I know it's hard for people to believe the UK suffers from over extraction, but we do and forecasts predict this will only get worse.
"No doubt that if the price of water/waste services were at free market levels, parallel alternatives would very quickly spring up."
There'd be a lot more rainwater collection. It would be something else that LVT would sort out.
@B Brilliant! The last days of laissez faire before Joe Chamberlain put it out of its misery in Birmingham were highlighted by Brum's fucked up private water supply.Loads of people were using private wells but the ground water had become contaminated with cholera or typhoid/ something off-the-scale nasty.There was a private company providing piped water but not on all days of the week and they were constantly digging up the roads.
Chamberlain put an end to laissez faire from town level (he municipalised the water company)to International Free Trade but it has risen from the grave in a macabre Gothic Revival.Predictably it is doing no more good now than it did then but, as they said in the First World War, it just needs one more push and several hundred thousand more casualties.
BJ, the problem with water is that is is something we can't really live without, so at the bottom end of the scale, demand is pretty inelastic.
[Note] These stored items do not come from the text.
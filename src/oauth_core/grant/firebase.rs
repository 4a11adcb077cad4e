//! Exchanges a Firebase ID token for an access/refresh token pair.

use std::sync::Arc;

use async_trait::async_trait;
use chrono::{Duration, Months, Utc};
use tracing::{debug, error, info, instrument};

use super::{Grant, GrantContext, RequestState, issue_access_token, issue_refresh_token, validate_client, validate_scopes};
use crate::oauth_core::error::{FirebaseError, OAuthError};
use crate::oauth_core::events::OAuthEvent;
use crate::oauth_core::repository::{FirebaseUserRepository, RefreshTokenRepository};
use crate::oauth_core::request::ServerRequest;
use crate::oauth_core::types::{Client, GrantType, IssuedTokens, User};

/// Refresh tokens live one calendar month.
const REFRESH_TOKEN_MONTHS: u32 = 1;

pub struct FirebaseGrant {
    firebase_users: Arc<dyn FirebaseUserRepository>,
    refresh_tokens: Arc<dyn RefreshTokenRepository>,
}

impl FirebaseGrant {
    pub fn new(
        firebase_users: Arc<dyn FirebaseUserRepository>,
        refresh_tokens: Arc<dyn RefreshTokenRepository>,
    ) -> Self {
        Self {
            firebase_users,
            refresh_tokens,
        }
    }

    async fn validate_user(
        &self,
        ctx: &GrantContext,
        request: &ServerRequest,
        client: &Client,
    ) -> Result<User, OAuthError> {
        let firebase_id = request
            .non_empty_param("fid")
            .ok_or_else(|| OAuthError::invalid_request("fid"))?;

        match self
            .firebase_users
            .get_user_entity_by_firebase_id(firebase_id, GrantType::Firebase, client)
            .await
        {
            Ok(user) => Ok(user),
            Err(err @ FirebaseError::RevokedIdToken(_)) => {
                error!(client_id = %client.identifier, error = %err, "Authentication failed for Firebase ID token");
                ctx.emitter.emit(OAuthEvent::UserAuthenticationFailed {
                    request: request.clone(),
                });
                Err(err.into())
            }
            Err(err) => Err(err.into()),
        }
    }
}

#[async_trait]
impl Grant for FirebaseGrant {
    fn identifier(&self) -> &'static str {
        GrantType::Firebase.as_str()
    }

    #[instrument(skip_all, fields(grant = "firebase"))]
    async fn respond_to_access_token_request(
        &self,
        ctx: &GrantContext,
        request: &ServerRequest,
        access_token_ttl: Duration,
    ) -> Result<IssuedTokens, OAuthError> {
        let client = validate_client(ctx, request, GrantType::Firebase, true).await?;
        let requested = request.param("scope").unwrap_or(ctx.default_scope.as_str());
        let scopes = validate_scopes(ctx, requested).await?;
        let user = self.validate_user(ctx, request, &client).await?;

        let scopes = ctx
            .scope_repository
            .finalize_scopes(&scopes, GrantType::Firebase, &client, Some(&user.identifier))
            .await
            .map_err(|e| e.into_server_error("finalize_scopes", &client.identifier))?;
        debug!(scopes = scopes.len(), state = %RequestState::ScopesFinalized, "Scopes finalized");

        let access_token = issue_access_token(
            ctx,
            request,
            access_token_ttl,
            &client,
            Some(&user.identifier),
            scopes,
        )
        .await?;

        let refresh_expiry = Utc::now()
            .checked_add_months(Months::new(REFRESH_TOKEN_MONTHS))
            .ok_or_else(|| OAuthError::ServerError("refresh token expiry out of range".into()))?;
        let refresh_token = issue_refresh_token(
            ctx,
            request,
            self.refresh_tokens.as_ref(),
            &access_token,
            refresh_expiry,
        )
        .await?;

        info!(client_id = %client.identifier, user_id = %user.identifier, "Firebase grant issued tokens");
        Ok(IssuedTokens {
            access_token,
            refresh_token,
        })
    }
}
//! Framework-neutral request and response carriers.

use base64::{Engine as _, engine::general_purpose::STANDARD};
use oauth2_lib::url_encoding::parse_form;
use serde::{Deserialize, Serialize};
use serde_json::Value;

/// Claims a validator attaches to an authenticated request.
#[derive(Debug, Clone, PartialEq, Serialize, Deserialize)]
pub struct TokenAttributes {
    pub access_token_id: String,
    pub client_id: String,
    pub user_id: Option<String>,
    pub scopes: Vec<String>,
}

/// An inbound HTTP request as the token engine sees it.
///
/// Parameters come from the parsed form body only; query parameters are
/// never consulted.
#[derive(Debug, Clone)]
pub struct ServerRequest {
    pub method: String,
    /// Request target as it appeared on the start line.
    pub target: String,
    /// Protocol version without the `HTTP/` prefix.
    pub version: String,
    headers: Vec<(String, String)>,
    params: Vec<(String, String)>,
    token_attributes: Option<TokenAttributes>,
}

impl ServerRequest {
    pub fn new(method: impl Into<String>, target: impl Into<String>) -> Self {
        Self {
            method: method.into(),
            target: target.into(),
            version: "1.1".to_string(),
            headers: Vec::new(),
            params: Vec::new(),
            token_attributes: None,
        }
    }

    pub fn with_version(mut self, version: impl Into<String>) -> Self {
        self.version = version.into();
        self
    }

    pub fn with_header(mut self, name: impl Into<String>, value: impl Into<String>) -> Self {
        self.headers.push((name.into(), value.into()));
        self
    }

    /// Replaces the parameters with those of an urlencoded body.
    pub fn with_form_body(mut self, body: &str) -> Self {
        self.params = parse_form(body);
        self
    }

    pub fn with_param(mut self, name: impl Into<String>, value: impl Into<String>) -> Self {
        self.params.push((name.into(), value.into()));
        self
    }

    /// First value of a header, matched case-insensitively.
    pub fn header(&self, name: &str) -> Option<&str> {
        self.headers
            .iter()
            .find(|(n, _)| n.eq_ignore_ascii_case(name))
            .map(|(_, v)| v.as_str())
    }

    /// All values of a header joined with `", "`. Empty when absent.
    pub fn header_line(&self, name: &str) -> String {
        self.headers
            .iter()
            .filter(|(n, _)| n.eq_ignore_ascii_case(name))
            .map(|(_, v)| v.as_str())
            .collect::<Vec<_>>()
            .join(", ")
    }

    /// First body parameter with this name.
    pub fn param(&self, name: &str) -> Option<&str> {
        self.params
            .iter()
            .find(|(n, _)| n == name)
            .map(|(_, v)| v.as_str())
    }

    /// Body parameter that is present and non-empty.
    pub fn non_empty_param(&self, name: &str) -> Option<&str> {
        self.param(name).filter(|v| !v.is_empty())
    }

    /// `METHOD SP request-target SP HTTP/version`
    pub fn start_line(&self) -> String {
        format!("{} {} HTTP/{}", self.method, self.target, self.version)
    }

    /// Client id and secret from `Authorization: Basic`, if well formed.
    pub fn basic_credentials(&self) -> Option<(String, String)> {
        let header = self.header("authorization")?;
        let (scheme, encoded) = header.trim().split_once(' ')?;
        if !scheme.eq_ignore_ascii_case("basic") {
            return None;
        }
        let decoded = STANDARD.decode(encoded.trim()).ok()?;
        let decoded = String::from_utf8(decoded).ok()?;
        let (id, secret) = decoded.split_once(':')?;
        Some((id.to_string(), secret.to_string()))
    }

    pub fn token_attributes(&self) -> Option<&TokenAttributes> {
        self.token_attributes.as_ref()
    }

    pub fn with_token_attributes(mut self, attributes: TokenAttributes) -> Self {
        self.token_attributes = Some(attributes);
        self
    }
}

/// An outbound HTTP response.
#[derive(Debug, Clone, PartialEq)]
pub struct ServerResponse {
    pub status: u16,
    pub headers: Vec<(String, String)>,
    pub body: Vec<u8>,
}

impl ServerResponse {
    pub fn new(status: u16) -> Self {
        Self {
            status,
            headers: Vec::new(),
            body: Vec::new(),
        }
    }

    pub fn json(status: u16, body: &Value) -> Self {
        Self {
            status,
            headers: vec![(
                "content-type".to_string(),
                "application/json; charset=UTF-8".to_string(),
            )],
            body: serde_json::to_vec(body).unwrap_or_default(),
        }
    }

    pub fn with_header(mut self, name: impl Into<String>, value: impl Into<String>) -> Self {
        self.headers.push((name.into(), value.into()));
        self
    }

    pub fn header(&self, name: &str) -> Option<&str> {
        self.headers
            .iter()
            .find(|(n, _)| n.eq_ignore_ascii_case(name))
            .map(|(_, v)| v.as_str())
    }

    pub fn json_body(&self) -> serde_json::Result<Value> {
        serde_json::from_slice(&self.body)
    }
}
//! Grant handlers and the client/scope/token plumbing they share.

use std::sync::Arc;

use async_trait::async_trait;
use chrono::{DateTime, Duration, Utc};
use tracing::{debug, error, info, warn};

use super::crypto;
use super::error::{OAuthError, StorageError};
use super::events::{EventEmitter, OAuthEvent};
use super::jwt::JwtVerifier;
use super::repository::{AccessTokenRepository, ClientRepository, RefreshTokenRepository, ScopeRepository};
use super::request::ServerRequest;
use super::types::{AccessToken, Client, GrantType, IssuedTokens, MacAlgorithm, MacCredentials, RefreshToken, Scope, TokenKind};

pub mod firebase;
pub mod revoke;

pub use firebase::FirebaseGrant;
pub use revoke::{Invalidation, RevokeGrant};

/// Identifier collisions tolerated before issuance gives up.
pub const MAX_TOKEN_GENERATION_ATTEMPTS: usize = 10;

const SCOPE_DELIMITER: char = ' ';

/// Server-owned collaborators handed to every grant call.
#[derive(Clone)]
pub struct GrantContext {
    pub client_repository: Arc<dyn ClientRepository>,
    pub access_token_repository: Arc<dyn AccessTokenRepository>,
    pub scope_repository: Arc<dyn ScopeRepository>,
    pub verifier: JwtVerifier,
    pub encryption_key: String,
    pub emitter: EventEmitter,
    /// Used when a request carries no `scope` parameter.
    pub default_scope: String,
    pub mac_algorithm: MacAlgorithm,
}

/// Progress of a single token or revoke request, recorded in traces.
#[derive(Debug, Clone, Copy, PartialEq, Eq)]
pub enum RequestState {
    Received,
    ClientValidated,
    ScopesFinalized,
    TokenIssued,
    ResponseBuilt,
    Failed,
}

impl RequestState {
    pub fn as_str(&self) -> &'static str {
        match self {
            RequestState::Received => "received",
            RequestState::ClientValidated => "client_validated",
            RequestState::ScopesFinalized => "scopes_finalized",
            RequestState::TokenIssued => "token_issued",
            RequestState::ResponseBuilt => "response_built",
            RequestState::Failed => "failed",
        }
    }

    pub fn is_terminal(&self) -> bool {
        matches!(self, RequestState::ResponseBuilt | RequestState::Failed)
    }
}

impl std::fmt::Display for RequestState {
    fn fmt(&self, f: &mut std::fmt::Formatter<'_>) -> std::fmt::Result {
        f.write_str(self.as_str())
    }
}

/// A strategy for answering token or revoke requests.
#[async_trait]
pub trait Grant: Send + Sync + 'static {
    /// The `grant_type` this grant answers to.
    fn identifier(&self) -> &'static str;

    fn can_respond_to_access_token_request(&self, request: &ServerRequest) -> bool {
        request.param("grant_type") == Some(self.identifier())
    }

    async fn respond_to_access_token_request(
        &self,
        ctx: &GrantContext,
        request: &ServerRequest,
        access_token_ttl: Duration,
    ) -> Result<IssuedTokens, OAuthError>;

    async fn respond_to_revoke_token_request(
        &self,
        _ctx: &GrantContext,
        _request: &ServerRequest,
    ) -> Result<(), OAuthError> {
        Err(OAuthError::UnsupportedGrantType)
    }
}

/// Client id and secret, from Basic auth first and the body second.
pub fn client_credentials(request: &ServerRequest) -> Result<(String, Option<String>), OAuthError> {
    let (basic_id, basic_secret) = match request.basic_credentials() {
        Some((id, secret)) => (Some(id), Some(secret)),
        None => (None, None),
    };
    let client_id = basic_id
        .or_else(|| request.param("client_id").map(str::to_string))
        .filter(|id| !id.is_empty())
        .ok_or_else(|| OAuthError::invalid_request("client_id"))?;
    let secret = basic_secret.or_else(|| request.param("client_secret").map(str::to_string));
    Ok((client_id, secret))
}

/// Authenticates the calling client for `grant_type`.
///
/// With `require_secret == false` a client that sends no secret only has to
/// exist and be active; a secret that is sent is always checked.
pub async fn validate_client(
    ctx: &GrantContext,
    request: &ServerRequest,
    grant_type: GrantType,
    require_secret: bool,
) -> Result<Client, OAuthError> {
    let (client_id, secret) = client_credentials(request)?;

    let client = ctx
        .client_repository
        .get_client_entity(&client_id)
        .await
        .map_err(|e| e.into_server_error("get_client_entity", &client_id))?;
    let Some(client) = client else {
        return Err(client_failure(ctx, request, &client_id, "unknown client"));
    };

    if require_secret || secret.is_some() {
        let valid = ctx
            .client_repository
            .validate_client(&client_id, secret.as_deref(), grant_type)
            .await
            .map_err(|e| e.into_server_error("validate_client", &client_id))?;
        if !valid {
            return Err(client_failure(ctx, request, &client_id, "client validation failed"));
        }
    } else if !client.is_active() {
        return Err(client_failure(ctx, request, &client_id, "client is disabled"));
    }

    debug!(client_id = %client.identifier, state = %RequestState::ClientValidated, "Client validated");
    Ok(client)
}

fn client_failure(ctx: &GrantContext, request: &ServerRequest, client_id: &str, reason: &str) -> OAuthError {
    warn!(client_id, reason, "Client authentication failed");
    ctx.emitter.emit(OAuthEvent::ClientAuthenticationFailed {
        request: request.clone(),
    });
    OAuthError::InvalidClient
}

/// Resolves a space-delimited scope string. Unknown identifiers fail with
/// `InvalidScope`.
pub async fn validate_scopes(ctx: &GrantContext, scopes: &str) -> Result<Vec<Scope>, OAuthError> {
    let mut valid = Vec::new();
    for identifier in scopes.trim().split(SCOPE_DELIMITER).filter(|s| !s.is_empty()) {
        let scope = ctx
            .scope_repository
            .get_scope_entity_by_identifier(identifier)
            .await
            .map_err(|e| e.into_server_error("get_scope_entity_by_identifier", identifier))?;
        match scope {
            Some(scope) => valid.push(scope),
            None => return Err(OAuthError::InvalidScope(identifier.to_string())),
        }
    }
    Ok(valid)
}

/// Builds, stamps and persists a new access token, regenerating the
/// identifier on collisions.
pub async fn issue_access_token(
    ctx: &GrantContext,
    request: &ServerRequest,
    ttl: Duration,
    client: &Client,
    user_id: Option<&str>,
    scopes: Vec<Scope>,
) -> Result<AccessToken, OAuthError> {
    let mut token = ctx.access_token_repository.get_new_token(client, scopes, user_id);
    let now = Utc::now();
    token.issued_at = now;
    token.expires_at = now.checked_add_signed(ttl).ok_or_else(|| {
        error!(ttl_seconds = ttl.num_seconds(), client_id = %client.identifier, "Access token expiry out of range");
        OAuthError::ServerError("Unable to compute the access token expiry".to_string())
    })?;
    if token.kind == TokenKind::Mac {
        token.mac = Some(MacCredentials {
            key: crypto::generate_mac_key(),
            algorithm: ctx.mac_algorithm,
        });
    }

    let mut attempt = 0;
    loop {
        attempt += 1;
        token.identifier = crypto::generate_identifier();
        match ctx.access_token_repository.persist_new_access_token(&token).await {
            Ok(()) => break,
            Err(StorageError::UniqueViolation(id)) if attempt < MAX_TOKEN_GENERATION_ATTEMPTS => {
                warn!(token_id = %id, attempt, "Access token identifier collision, retrying");
            }
            Err(e) => return Err(e.into_server_error("persist_new_access_token", &token.identifier)),
        }
    }

    info!(
        token_id = %token.identifier,
        client_id = %client.identifier,
        kind = ?token.kind,
        state = %RequestState::TokenIssued,
        "Issued access token"
    );
    ctx.emitter.emit(OAuthEvent::AccessTokenIssued {
        request: request.clone(),
        access_token_id: token.identifier.clone(),
    });
    Ok(token)
}

/// Issues a refresh token for an active, persisted access token.
///
/// If the refresh token cannot be persisted the access token is revoked
/// before the error is returned, so a failed issuance never leaves a live
/// access token behind.
pub async fn issue_refresh_token(
    ctx: &GrantContext,
    request: &ServerRequest,
    refresh_tokens: &dyn RefreshTokenRepository,
    access_token: &AccessToken,
    expires_at: DateTime<Utc>,
) -> Result<Option<RefreshToken>, OAuthError> {
    if !access_token.is_active() || access_token.identifier.is_empty() {
        error!(token_id = %access_token.identifier, "Cannot issue a RefreshToken for an invalid or revoked AccessToken");
        return Err(OAuthError::Logic(
            "Cannot issue a RefreshToken for an invalid or revoked AccessToken.".into(),
        ));
    }

    let Some(mut token) = refresh_tokens.get_new_refresh_token(access_token) else {
        return Ok(None);
    };
    token.access_token_id = access_token.identifier.clone();
    token.expires_at = expires_at;

    let mut attempt = 0;
    let failure = loop {
        attempt += 1;
        token.identifier = crypto::generate_identifier();
        match refresh_tokens.persist_new_refresh_token(&token).await {
            Ok(()) => break None,
            Err(StorageError::UniqueViolation(id)) if attempt < MAX_TOKEN_GENERATION_ATTEMPTS => {
                warn!(token_id = %id, attempt, "Refresh token identifier collision, retrying");
            }
            Err(e) => break Some(e),
        }
    };

    if let Some(e) = failure {
        let err = e.into_server_error("persist_new_refresh_token", &token.identifier);
        if let Err(revoke_err) = ctx
            .access_token_repository
            .revoke_access_token(&access_token.identifier)
            .await
        {
            error!(error = %revoke_err, token_id = %access_token.identifier, "Could not revoke access token after refresh token failure");
        } else {
            warn!(token_id = %access_token.identifier, "Revoked access token after refresh token failure");
        }
        return Err(err);
    }

    info!(token_id = %token.identifier, access_token_id = %access_token.identifier, "Issued refresh token");
    ctx.emitter.emit(OAuthEvent::RefreshTokenIssued {
        request: request.clone(),
        refresh_token_id: token.identifier.clone(),
    });
    Ok(Some(token))
}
The problem with waste water is that the lack of facilities is not a problem to the individual, but the whole community. So there is a strong argument for state provision of water and sewerage, but that argument is much weaker outside towns and cities, where it's easy to make your own arrangements. So DBCR's example of municipal water supplies is probably the most sensible. The mistake, IMHO, was the creation of the vast Water Boards in the first place, compounded by privatising them into equally vast water companies.